Table 3 presents the results of the AMOVA based on different categories of populations subdivided by language, geography and ethnicity. Analysis of molecular variance based on haplogroup frequencies among the study groups showed that 91.6% of variability is due to within population differences and 8.4% (p<0.001) is due to differences between the populations. In the hierarchical approach taken, at the next level populations were subdivided according to their affiliation into: Indo-European, Dravidian, Tibeto-Burman and Austro-Asiatic language families. A substantially high percentage of difference between populations (13.21%) was observed indicating strong distinctiveness of populations belonging to the different linguistic families. This was followed by the subdivision of populations by the geographical regions they inhabit. The geographical clustering of populations displayed comparatively lower (6.25%) amount of differentiation between the populations.
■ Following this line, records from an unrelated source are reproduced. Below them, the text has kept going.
// ============================================================
// Layer 2 — Application / Use Cases
// ============================================================
// This layer orchestrates all the other layers to accomplish
// a specific goal (training the two models, or plotting them).
//
// Rules for this layer:
//   - No ML math or model code here
//   - No UI or printing here (that's Layer 1)
//   - No direct tensor manipulation (that's Layers 4 and 5)
//   - Only workflow coordination
//
// Reference: Clean Architecture pattern
//            Rust Book §7 (Module System)

// The training workflow: corpus → vocabularies → pairs → two models
pub mod train_use_case;

// The plotting workflow: checkpoints → normalised vectors → SVG scatters
pub mod plot_use_case;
Similarly, in a comparison between Indian castes and tribes a comparatively lower fraction of variance (5.13%) points towards relatively lesser differences between them. Following this, further categories of Indo-European speaking tribal populations of Gujarat were made for comparing with other Indian populations, keeping in mind the effect of language, geography and ethnicity; in that order of importance. The results showed that the lowest group variance among all categories was between Indo-European speaking groups of Gujarat and other Indo-European populations; it was almost 5 times lesser than the variance observed between the studied populations and the Dravidian speaking groups of India. Interestingly, further subdivision of Indo-European populations into tribes and castes revealed a lesser fraction of variability among study populations and Indo-European caste populations (3.45%) as compared to Indo-European speaking tribes (6.57%). Moreover, as compared to Dravidian speaking caste populations, the population in Gujarat showed less differentiation with Dravidian speaking tribes as reflected by low group variance values (5.3%). Subdivision of Indo-European populations simultaneously by caste, tribe and geographical zones (West, Central and East) indicated effective role of geographic distance in determining genetic distance. All the values compared were found to be highly significant.

Table 3

AMOVA based on Y Chromosome haplogroup frequencies.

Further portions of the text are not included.